In summary, results of our study showed that, add on therapy of teneligliptin with standard therapy of anti-diabetic class of drug significantly improved lipid levels by increasing level of good cholesterol as compared to the conventional therapy, this was possibly due to synergistic action of teneligliptin. Hence, during this scenario, the present study supports the initiation of treatment of T2DM with dyslipidemia using teneligliptin, which is affordable and effective in decreasing the glycaemic as well as lipid levels together with lifestyle modifications. Further add on therapy should be initiated if treatment is not satisfactory because optimum glycaemic level is must for the reduction of elevated lipid levels and thereby preventing atherosclerosis and its complications.
Conclusion
In our study teneligliptin, as add on therapy was found well tolerated and effective in T2DM with dyslipidemic patient population. Tenligliptin add on treatment with atorvastatin was found better alongwith conventional-therapy in reducing glycemic and lipid parameters as well as improvement in adiponectin levels in diabetic patients with dyslipidemia.
Acknowledgment
The authors acknowledge the guidance of Dr.Parag Shah, Dr. Krishna Shah, Dr. Alka Makad, Dr.
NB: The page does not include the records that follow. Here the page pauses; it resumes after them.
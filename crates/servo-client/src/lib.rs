//! # Servo Client
//!
//! 流式伺服控制的核心：
//! - [`MotionSession`]: 流什么（维度、初始设定点、运动参数、控制模式）
//! - [`ControlModeState`]: 控制模式基线与运行中更新
//! - [`StreamingRuntime`]: 周期交换状态机（`begin` / `synchronize` / `set_destination` / `stop_motion`）
//! - [`BlendCoordinator`]: 两个会话之间的无停顿交接
//!
//! # 周期循环
//!
//! 引擎不自带循环，调用方按会话的最小轨迹执行时间驱动 `synchronize()`：
//!
//! ```rust,ignore
//! runtime.begin(session)?;
//! loop {
//!     runtime.set_destination(next_target())?;
//!     let report = runtime.synchronize()?;
//!     if report.reached { break; }
//!     pacer.wait();
//! }
//! runtime.stop_motion()?;
//! ```

pub mod blend;
pub mod config;
pub mod control_mode;
pub mod error;
pub mod runtime;
pub mod session;
pub mod state;

pub use blend::BlendCoordinator;
pub use config::RuntimeConfig;
pub use control_mode::ControlModeState;
pub use error::{Result, StreamError};
pub use runtime::{CycleReport, RuntimeSummary, StreamingRuntime};
pub use session::{MotionSession, SessionBuilder, SessionId};
pub use state::{AtomicRuntimeState, AtomicSessionLifecycle, RuntimeState, SessionLifecycle};
//! 错误类型体系
//!
//! 区分本地可恢复错误和致命错误：
//!
//! - **可恢复**: `Validation`、`InvalidState`，在任何控制器写入之前检测，调用方修正输入或调用顺序后重试
//! - **致命**: `Connection`、`Communication`、`DrainTimeout`，运行时进入 Faulted，会话必须重建
//! - **仅影响混合**: `Sequencing`，本次混合失败，原运行时继续 Governing
//! - `OperationCancelled`: `stop_motion()` 打断了正在进行的 `synchronize()`
//!
//! 引擎从不自动重试失败的 `synchronize()`：过期设定点盲目重发是不安全的。

use servo_driver::DriverError;
use servo_protocol::ProtocolError;
use std::fmt;
use std::time::Duration;
use thiserror::Error;

/// 流式控制错误
#[derive(Debug, Error)]
pub enum StreamError {
    // ==================== Recoverable ====================
    /// 参数或设定点结构非法
    #[error("Validation failed: {0}")]
    Validation(#[from] ProtocolError),

    /// 当前状态不允许该操作
    #[error("{operation}() is not permitted in state {state}")]
    InvalidState {
        /// 被拒绝的操作
        operation: &'static str,
        /// 当时的状态
        state: String,
    },

    // ==================== Fatal ====================
    /// 通道建立失败
    #[error("Connection failed: {0}")]
    Connection(DriverError),

    /// 周期交换失败
    #[error("Communication failed: {0}")]
    Communication(DriverError),

    /// 停止排空超时，通道已被强制关闭
    #[error("Controller did not close the channel within {timeout:?}, channel force-closed")]
    DrainTimeout { timeout: Duration },

    // ==================== Blend ====================
    /// 混合顺序违例
    #[error("Blend sequencing violated: {0}")]
    Sequencing(String),

    /// 被停止请求取消
    #[error("Operation cancelled by stop request")]
    OperationCancelled,
}

impl StreamError {
    /// 创建状态错误
    pub fn invalid_state(operation: &'static str, state: impl fmt::Display) -> Self {
        Self::InvalidState {
            operation,
            state: state.to_string(),
        }
    }

    /// 创建混合顺序错误
    pub fn sequencing(reason: impl Into<String>) -> Self {
        Self::Sequencing(reason.into())
    }

    /// 是否为致命错误
    ///
    /// 致命错误后运行时处于 Faulted，不能再调用 `synchronize()`。
    pub fn is_fatal(&self) -> bool {
        matches!(
            self,
            Self::Connection(_) | Self::Communication(_) | Self::DrainTimeout { .. }
        )
    }

    /// 是否可在本地恢复（修正输入或调用顺序后重试）
    pub fn is_recoverable(&self) -> bool {
        matches!(self, Self::Validation(_) | Self::InvalidState { .. })
    }

    /// 是否为混合顺序错误
    pub fn is_sequencing(&self) -> bool {
        matches!(self, Self::Sequencing(_))
    }
}

/// Result 类型别名
pub type Result<T> = std::result::Result<T, StreamError>;

#[cfg(test)]
mod tests {
    use super::*;

    #[test]
    fn test_error_classification() {
        let validation = StreamError::from(ProtocolError::ImpedanceUnavailable);
        assert!(validation.is_recoverable());
        assert!(!validation.is_fatal());

        let state = StreamError::invalid_state("update", "Created");
        assert!(state.is_recoverable());

        let comm = StreamError::Communication(DriverError::Disconnected);
        assert!(comm.is_fatal());
        assert!(!comm.is_recoverable());

        let drain = StreamError::DrainTimeout {
            timeout: Duration::from_secs(2),
        };
        assert!(drain.is_fatal());

        let seq = StreamError::sequencing("stop before arm");
        assert!(seq.is_sequencing());
        assert!(!seq.is_fatal());
        assert!(!seq.is_recoverable());

        assert!(!StreamError::OperationCancelled.is_fatal());
    }

    #[test]
    fn test_error_display() {
        let err = StreamError::invalid_state("synchronize", "Stopped");
        assert_eq!(
            format!("{}", err),
            "synchronize() is not permitted in state Stopped"
        );

        let err = StreamError::Connection(DriverError::ConnectTimeout {
            timeout: Duration::from_secs(5),
        });
        assert!(format!("{}", err).contains("5s"));
    }

    #[test]
    fn test_error_is_send_sync() {
        fn assert_send_sync<T: Send + Sync>() {}
        assert_send_sync::<StreamError>();
    }
}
Chirag Vaghela, Dr. Premal Thakor and Dr. Shubha Desai without their support this work would not have been possible. We also thankful to Krishna shah for providing scientific evaluation and assessment of cytokines. We are also thankful to staff of research department Jivraj Mehta Hospital and Bakeri medical research centre, Ahmedabad for extending required help and research facility for the present study.
Author’s Contribution
The corrospending author has designed the work, data collection, data analysis, statistical analysis, and prepared manuscript. Both authors discussed and provide critical feedback on manuscript.